## [The problem]
Please return every line of the records that contains the word "root".

─── Record set ───

use tilefuse::analysis::{Scope, TritonFusionAnalysis};
use tilefuse::config::TritonGemmConfig;
use tilefuse::hlo::{non_contracting_dims, DotAttrs, HloModule, Node, NodeId, Opcode};

use crate::error::{EmitError, EmitResult};
use crate::ret_check;

pub(crate) fn dot_attrs(dot: &Node) -> EmitResult<&DotAttrs> {
    dot.dot_attrs()
        .ok_or_else(|| EmitError::internal(format!("{} is not a dot", dot.name)))
}

fn operand_dims<'m>(module: &'m HloModule, dot: &Node, index: usize) -> EmitResult<&'m [i64]> {
    let operand = dot
        .operand(index)
        .ok_or_else(|| EmitError::internal(format!("{} has no operand {index}", dot.name)))?;
    Ok(module.shape(operand).dims())
}

/// Rejects configurations the matmul emitter cannot express for `dot`.
pub fn validate_matmul_config(
    config: &TritonGemmConfig,
    module: &HloModule,
    dot: &Node,
) -> EmitResult<()> {
    let numbers = &dot_attrs(dot)?.dimension_numbers;

    if config.split_k < 1 {
        return Err(EmitError::uncompilable(format!(
            "Invalid split_k: {}",
            config.split_k
        )));
    }
    if config.block_m < 16 || config.block_k < 16 || config.block_n < 16 {
        return Err(EmitError::uncompilable(format!(
            "Blocks smaller than 16x16x16 are not supported: {}x{}x{}",
            config.block_m, config.block_n, config.block_k
        )));
    }

    let split = config.split_k > 1;
    let num_batch_dims = numbers
        .lhs_batch_dimensions
        .len()
        .checked_sub(usize::from(split))
        .ok_or_else(|| EmitError::uncompilable("Split-K requires a split batch dimension."))?;
    if num_batch_dims > 1 {
        return Err(EmitError::uncompilable(
            "Only one batch dimension is supported.",
        ));
    }
    if numbers.lhs_contracting_dimensions.len() != 1
        || numbers.rhs_contracting_dimensions.len() != 1
    {
        return Err(EmitError::uncompilable(
            "Exactly one contracting dimension per operand is required.",
        ));
    }
    let lhs_contracting = numbers.lhs_contracting_dimensions[0];
    let rhs_contracting = numbers.rhs_contracting_dimensions[0];

    if split {
        // The split dimension is the batch dimension right before contracting.
        if numbers.lhs_batch_dimensions.first() != Some(&(lhs_contracting - 1))
            || numbers.rhs_batch_dimensions.first() != Some(&(rhs_contracting - 1))
        {
            return Err(EmitError::uncompilable(
                "The split-K dimension must directly precede the contracting dimension.",
            ));
        }
        let lhs_split = operand_dims(module, dot, 0)?
            .get((lhs_contracting - 1) as usize)
            .copied();
        let rhs_split = operand_dims(module, dot, 1)?
            .get((rhs_contracting - 1) as usize)
            .copied();
        if lhs_split != Some(config.split_k) || rhs_split != Some(config.split_k) {
            return Err(EmitError::uncompilable(format!(
                "Split dimensions {lhs_split:?}/{rhs_split:?} do not match split_k {}",
                config.split_k
            )));
        }
    }

    let lhs_rank = operand_dims(module, dot, 0)?.len();
    if lhs_rank != 2 + usize::from(split) + num_batch_dims {
        return Err(EmitError::uncompilable(format!(
            "Unexpected LHS rank {lhs_rank} for {num_batch_dims} batch dimensions"
        )));
    }
    Ok(())
}

/// Dimension indices and problem sizes of a matmul fusion.
#[derive(Debug, Clone, PartialEq, Eq)]
pub struct MatMulDims {
    pub out_lhs_noncontracting_dim_idx: usize,
    pub out_rhs_noncontracting_dim_idx: usize,
    pub out_batch_dim_idx: Option<usize>,
    pub out_split_k_dim_idx: Option<usize>,

    pub lhs_contracting_dim_idx: usize,
    pub lhs_noncontracting_dim_idx: usize,
    pub lhs_batch_dim_idx: Option<usize>,
    /// Size of the major part of the LHS non-contracting dimension when the
    /// analysis found it split into two fragments.
    pub lhs_noncontracting_split: Option<i64>,

    pub rhs_contracting_dim_idx: usize,
    pub rhs_noncontracting_dim_idx: usize,
    pub rhs_batch_dim_idx: Option<usize>,

    pub m: i64,
    pub n: i64,
    pub k: i64,
}

impl MatMulDims {
    pub fn create(
        config: &TritonGemmConfig,
        module: &HloModule,
        analysis: &TritonFusionAnalysis,
        root: NodeId,
        dot: &Node,
    ) -> EmitResult<Self> {
        let numbers = &dot_attrs(dot)?.dimension_numbers;
        // Output specs are numbered by the dot's dimensions, whatever the
        // epilogue does to the rank.
        let out_rank = dot.shape.rank();
        ret_check!(out_rank >= 2, "dot rank {out_rank} is below 2");

        let split = config.split_k > 1;
        let out_split_k_dim_idx = split.then_some(0);
        let num_split_k_batch_dims = usize::from(split);

        let lhs_rank = operand_dims(module, dot, 0)?.len();
        let rhs_rank = operand_dims(module, dot, 1)?.len();
        let lhs_contracting = *numbers
            .lhs_contracting_dimensions
            .first()
            .ok_or_else(|| EmitError::internal("dot without LHS contracting dimension"))?;
        let rhs_contracting = *numbers
            .rhs_contracting_dimensions
            .first()
            .ok_or_else(|| EmitError::internal("dot without RHS contracting dimension"))?;
        let lhs_noncontracting = *non_contracting_dims(
            lhs_rank,
            &numbers.lhs_batch_dimensions,
            &numbers.lhs_contracting_dimensions,
        )
        .first()
        .ok_or_else(|| EmitError::internal("dot without LHS non-contracting dimension"))?;
        let rhs_noncontracting = *non_contracting_dims(
            rhs_rank,
            &numbers.rhs_batch_dimensions,
            &numbers.rhs_contracting_dimensions,
        )
        .first()
        .ok_or_else(|| EmitError::internal("dot without RHS non-contracting dimension"))?;

        let (lhs_batch_dim_idx, rhs_batch_dim_idx, out_batch_dim_idx) =
            if numbers.lhs_batch_dimensions.len() > num_split_k_batch_dims {
                (
                    numbers.lhs_batch_dimensions.last().map(|&d| d as usize),
                    numbers.rhs_batch_dimensions.last().map(|&d| d as usize),
                    Some(num_split_k_batch_dims),
                )
            } else {
                (None, None, None)
            };

        let out_rhs_noncontracting_dim_idx = out_rank - 1;
        let out_lhs_noncontracting_dim_idx = out_rank - 2;

        let n = analysis
            .iter_spec(Scope::Output, root, out_rhs_noncontracting_dim_idx)
            .and_then(|spec| spec.first())
            .map(|fragment| fragment.count)
            .ok_or_else(|| EmitError::internal("output has no RHS non-contracting spec"))?;

        let rhs_operand = dot
            .operand(1)
            .ok_or_else(|| EmitError::internal("dot without RHS"))?;
        let padded_rhs = module
            .operand(rhs_operand, 0)
            .filter(|inner| split && inner.opcode == Opcode::Pad);
        let k = match padded_rhs {
            Some(pad) => {
                // Split-K over a padded contracting dimension: K is the unpadded size.
                ret_check!(
                    module.node(rhs_operand).opcode == Opcode::Bitcast,
                    "padded split-K RHS must be bitcast after padding"
                );
                let unpadded = module
                    .operand(pad.id, 0)
                    .ok_or_else(|| EmitError::internal("pad without operand"))?;
                let index = (rhs_contracting - 1) as usize;
                *unpadded
                    .shape
                    .dims()
                    .get(index)
                    .ok_or_else(|| EmitError::internal("unpadded RHS rank too small"))?
            }
            None => {
                let dims = module.shape(rhs_operand).dims();
                dims.get(rhs_contracting as usize)
                    .copied()
                    .ok_or_else(|| EmitError::internal("RHS contracting index out of range"))?
                    * config.split_k
            }
        };

        let mut lhs_noncontracting_split = None;
        let mut m = None;
        for parameter in analysis.scope_parameters(Scope::Lhs) {
            let Some(spec) =
                analysis.iter_spec(Scope::Lhs, parameter, lhs_noncontracting as usize)
            else {
                continue;
            };
            if spec.len() > 1 {
                ret_check!(
                    spec.len() == 2,
                    "non-contracting dimension split into {} fragments",
                    spec.len()
                );
                m = Some(spec[0].count);
                lhs_noncontracting_split = Some(spec[1].count);
                break;
            }
        }
        let m = match m {
            Some(m) => m,
            None => analysis
                .iter_spec(Scope::Output, root, out_lhs_noncontracting_dim_idx)
                .and_then(|spec| spec.first())
                .map(|fragment| fragment.count)
                .ok_or_else(|| EmitError::internal("output has no LHS non-contracting spec"))?,
        };

        ret_check!(
            out_batch_dim_idx.is_none() || lhs_noncontracting_split.is_none(),
            "batch dimension and non-contracting split cannot coexist"
        );
        ret_check!(m >= 1 && n >= 1, "empty matmul {m}x{n}");

        Ok(Self {
            out_lhs_noncontracting_dim_idx,
            out_rhs_noncontracting_dim_idx,
            out_batch_dim_idx,
            out_split_k_dim_idx,
            lhs_contracting_dim_idx: lhs_contracting as usize,
            lhs_noncontracting_dim_idx: lhs_noncontracting as usize,
            lhs_batch_dim_idx,
            lhs_noncontracting_split,
            rhs_contracting_dim_idx: rhs_contracting as usize,
            rhs_noncontracting_dim_idx: rhs_noncontracting as usize,
            rhs_batch_dim_idx,
            m,
            n,
            k,
        })
    }
}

───

## [Exercise answer]
        root: NodeId,
            .iter_spec(Scope::Output, root, out_rhs_noncontracting_dim_idx)
                .iter_spec(Scope::Output, root, out_lhs_noncontracting_dim_idx)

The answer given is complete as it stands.